Intro

Overview

This class is about two things, right there in the title: iteratively drawing pictures with quantitative data, building models with the data, and drawing pictures of both the models and the data. Our goal is to master contemporary software that will enable you to explore data to generate hypotheses, and convey features and relationships to others. The two dead-tree textbooks speak to both of these goals. Along the way we will read a lot of other prose and a fair amount of code, and you will be able to evaluate graphical decisions of all kinds that relate to what Edward Tufte termed "the visual display of quantitative information."

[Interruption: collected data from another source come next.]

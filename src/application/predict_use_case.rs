// ============================================================
// Layer 2 — Prediction Service
// ============================================================
// Answers one form submission at a time:
//
//   form fields ─► required-field check ─► RawRecord
//               ─► fitted statistics (or fallback preprocessing)
//               ─► classifier ─► Prediction
//
// The loaded model and statistics live in one immutable
// LoadedPipeline behind an Arc. A reload builds a new pipeline
// and swaps the handle; requests already running keep the old one.
//
// Errors carry the status code a serving shell should answer with.

use anyhow::Result;
use serde::Serialize;
use std::{
    collections::BTreeMap,
    path::Path,
    sync::{Arc, PoisonError, RwLock},
};
use thiserror::Error;

use crate::data::transform::{FallbackPreprocessor, TransformError, TransformStats};
use crate::domain::{
    record::{RawRecord, TransformedRecord},
    schema::{required_input_fields, POSITIVE_LABEL},
    traits::PlacementClassifier,
};
use crate::infra::{checkpoint::ModelStore, transform_store::TransformStore};
use crate::ml::inferencer::Inferencer;

pub const NEGATIVE_LABEL: &str = "Not Placed";

// ─── Errors ───────────────────────────────────────────────────────────────────
#[derive(Debug, Error)]
pub enum ServeError {
    #[error("Model not loaded. Please check server logs.")]
    Unavailable,

    #[error("Missing required fields: {}", .0.join(", "))]
    MissingFields(Vec<String>),

    #[error("{0}")]
    InvalidInput(String),

    #[error("{0}")]
    Inference(String),
}

impl ServeError {
    pub fn status_code(&self) -> u16 {
        match self {
            ServeError::Unavailable        => 503,
            ServeError::MissingFields(_)   => 400,
            ServeError::InvalidInput(_)    => 400,
            ServeError::Inference(_)       => 500,
        }
    }

    /// Response body for this error
    pub fn to_json(&self) -> serde_json::Value {
        serde_json::json!({ "status": "error", "message": self.to_string() })
    }
}

// ─── Responses ────────────────────────────────────────────────────────────────
/// Which preprocessing produced the model inputs.
#[derive(Debug, Clone, Copy, PartialEq, Eq, Serialize)]
#[serde(rename_all = "lowercase")]
pub enum Preprocessing {
    /// The fitted transform statistics
    Fitted,
    /// Hard-coded x/100 and literal tables; results may differ
    Fallback,
}

#[derive(Debug, Clone, PartialEq, Serialize)]
pub struct Prediction {
    pub status:        &'static str,
    pub prediction:    &'static str,
    pub probability:   f64,
    pub confidence:    f64,
    pub preprocessing: Preprocessing,
}

impl Prediction {
    pub fn from_probability(p: f32, preprocessing: Preprocessing) -> Self {
        let p = f64::from(p);
        Self {
            status:      "success",
            prediction:  if p > 0.5 { POSITIVE_LABEL } else { NEGATIVE_LABEL },
            probability: round4(p),
            confidence:  round4((p - 0.5).abs() * 2.0),
            preprocessing,
        }
    }
}

#[derive(Debug, Clone, PartialEq, Serialize)]
pub struct HealthStatus {
    pub status:           &'static str,
    pub model_loaded:     bool,
    pub transform_loaded: bool,
}

fn round4(x: f64) -> f64 {
    (x * 10_000.0).round() / 10_000.0
}

// ─── Loaded pipeline ──────────────────────────────────────────────────────────
pub struct LoadedPipeline {
    classifier:    Box<dyn PlacementClassifier>,
    stats:         Option<TransformStats>,
    model_version: String,
}

impl LoadedPipeline {
    pub fn new(
        classifier:    Box<dyn PlacementClassifier>,
        stats:         Option<TransformStats>,
        model_version: impl Into<String>,
    ) -> Self {
        Self { classifier, stats, model_version: model_version.into() }
    }

    pub fn model_version(&self) -> &str {
        &self.model_version
    }

    fn preprocess(&self, record: &RawRecord) -> Result<(TransformedRecord, Preprocessing)> {
        match &self.stats {
            Some(stats) => Ok((stats.apply(record)?, Preprocessing::Fitted)),
            None => {
                tracing::warn!("Transform statistics not loaded, using fallback preprocessing");
                Ok((FallbackPreprocessor.apply(record)?, Preprocessing::Fallback))
            }
        }
    }
}

// ─── Service ──────────────────────────────────────────────────────────────────
#[derive(Default)]
pub struct PredictionService {
    pipeline: RwLock<Option<Arc<LoadedPipeline>>>,
}

impl PredictionService {
    /// A service with nothing loaded; every prediction is Unavailable.
    pub fn new() -> Self {
        Self::default()
    }

    /// Load the latest model version under `model_dir`.
    ///
    /// Statistics come from, in order: `transform_dir` when given,
    /// the copy stored with the model version, or nowhere (fallback
    /// preprocessing).
    pub fn load(&self, model_dir: &Path, transform_dir: Option<&Path>) -> Result<()> {
        let store      = ModelStore::new(model_dir);
        let inferencer = Inferencer::from_store(&store)?;
        let version    = inferencer.version().to_string();

        let mut stats = None;
        if let Some(dir) = transform_dir {
            match TransformStore::resolve(dir) {
                Ok(s) => {
                    tracing::info!("Transform statistics '{}' loaded from '{}'", s.version, dir.display());
                    stats = Some(s);
                }
                Err(e) => tracing::warn!("Cannot load transform statistics from '{}': {e:#}", dir.display()),
            }
        }
        if stats.is_none() {
            stats = store.load_stats(&version)?;
            if stats.is_some() {
                tracing::info!("Using transform statistics stored with model version '{}'", version);
            }
        }
        if stats.is_none() {
            tracing::warn!("Transform statistics not found, using simplified preprocessing");
        }

        self.install(LoadedPipeline::new(Box::new(inferencer), stats, version));
        Ok(())
    }

    /// Swap in a new pipeline.
    pub fn install(&self, pipeline: LoadedPipeline) {
        let mut slot = self.pipeline.write().unwrap_or_else(PoisonError::into_inner);
        *slot = Some(Arc::new(pipeline));
    }

    pub fn current(&self) -> Option<Arc<LoadedPipeline>> {
        self.pipeline.read().unwrap_or_else(PoisonError::into_inner).clone()
    }

    pub fn predict(&self, form: &BTreeMap<String, String>) -> Result<Prediction, ServeError> {
        let pipeline = self.current().ok_or(ServeError::Unavailable)?;

        let missing: Vec<String> = required_input_fields()
            .into_iter()
            .filter(|f| !form.contains_key(*f))
            .map(str::to_string)
            .collect();
        if !missing.is_empty() {
            return Err(ServeError::MissingFields(missing));
        }

        let record = RawRecord::from_strings(form.iter().map(|(k, v)| (k.as_str(), v.as_str())));

        let (inputs, preprocessing) = pipeline.preprocess(&record).map_err(|e| {
            match e.downcast_ref::<TransformError>() {
                Some(invalid) => ServeError::InvalidInput(invalid.to_string()),
                None => ServeError::Inference(format!("{e:#}")),
            }
        })?;

        let p = pipeline.classifier.predict_proba(&inputs).map_err(|e| {
            tracing::error!("Prediction error: {e:#}");
            ServeError::Inference(format!("{e:#}"))
        })?;
        if !p.is_finite() {
            return Err(ServeError::Inference(format!("model produced a non-finite probability ({p})")));
        }

        let prediction = Prediction::from_probability(p, preprocessing);
        tracing::debug!(
            "Predicted {} (p={:.4}) with model version '{}'",
            prediction.prediction,
            prediction.probability,
            pipeline.model_version(),
        );
        Ok(prediction)
    }

    pub fn health(&self) -> HealthStatus {
        let pipeline = self.current();
        HealthStatus {
            status:           "healthy",
            model_loaded:     pipeline.is_some(),
            transform_loaded: pipeline.as_ref().is_some_and(|p| p.stats.is_some()),
        }
    }
}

Data Scientist (n.): Person who is better at statistics than any software engineer and better at software engineering than any statistician. —Josh Wills

I’d like to be largely programming-language-agnostic with respect to your assignments. One of the fundamental texts (Wilkinson) was written in conjunction with a pretty dated technology (SYSTAT), later acquired by SPSS (itself eventually acquired by IBM), and if that’s your language of choice, by all means try and do the assignments in it (I suspect this will be hard to do well). It is fair to say that the reference implementation of Wilkinson’s ideas is Hadley Wickham’s R version, called ggplot2. The other paradigm is the functional one of Trellis/Lattice, and Deepayan Sarkar’s R implementation is standard. If you are an accomplished Pythonista and adept in Matplotlib (and probably Pandas), by all means do your assignments in Python. Finally, on the cutting edge, many things are moving toward the browser, and D3.js (Data-Driven Documents) is the lingua franca. Making your graphs with it will probably be the most challenging, but if you choose to study it in depth, I would expect that it will be the most rewarding in terms of the tricks and techniques you develop in this class.

Objectives

  1. Learn enough to be dangerous about the modern high- and low-level languages and libraries
  2. Master the everyday, mundane but indispensible tools of the trade: text editors, version control, and the command line
  3. Practice iterative and collaborative (yes, even Agile) development of your projects
  4. Initiate and participate in code and project reviews
  5. Fail early, learn from it, and ask for help

We are here to do what we can to prevent this grim future:

xkcd infographics

Goals

  1. Think like a data scientist about data visualization
  2. Code like a data scientist
  3. Do a data science project with a strong visual component

Think like a data scientist

This means approaching data, especially graphs, with an especially critical eye, informed by theory, and being able to say things like:

  • This is misleading
  • This would be clearer if
  • This overëncodes data
  • Why can’t I hover over this and see that

There are two related projects throughout the semester. The first will be a series of “blog posts” in the style of Kaiser Fung’s junkcharts blog — that is, not just to critique, but to replicate and improve, visual presentations of data “in the wild.” Although it is a Sisyphean task, help purge the world of bad graphs! These assignments are meant to be equal parts theoretic and practical: you will have to identify problems or bad decisions someone else made along the way, make and justify better ones, acquire (or approximate) the input data, and use all the software tools at your disposal to help fix the scourge of misleading graphics.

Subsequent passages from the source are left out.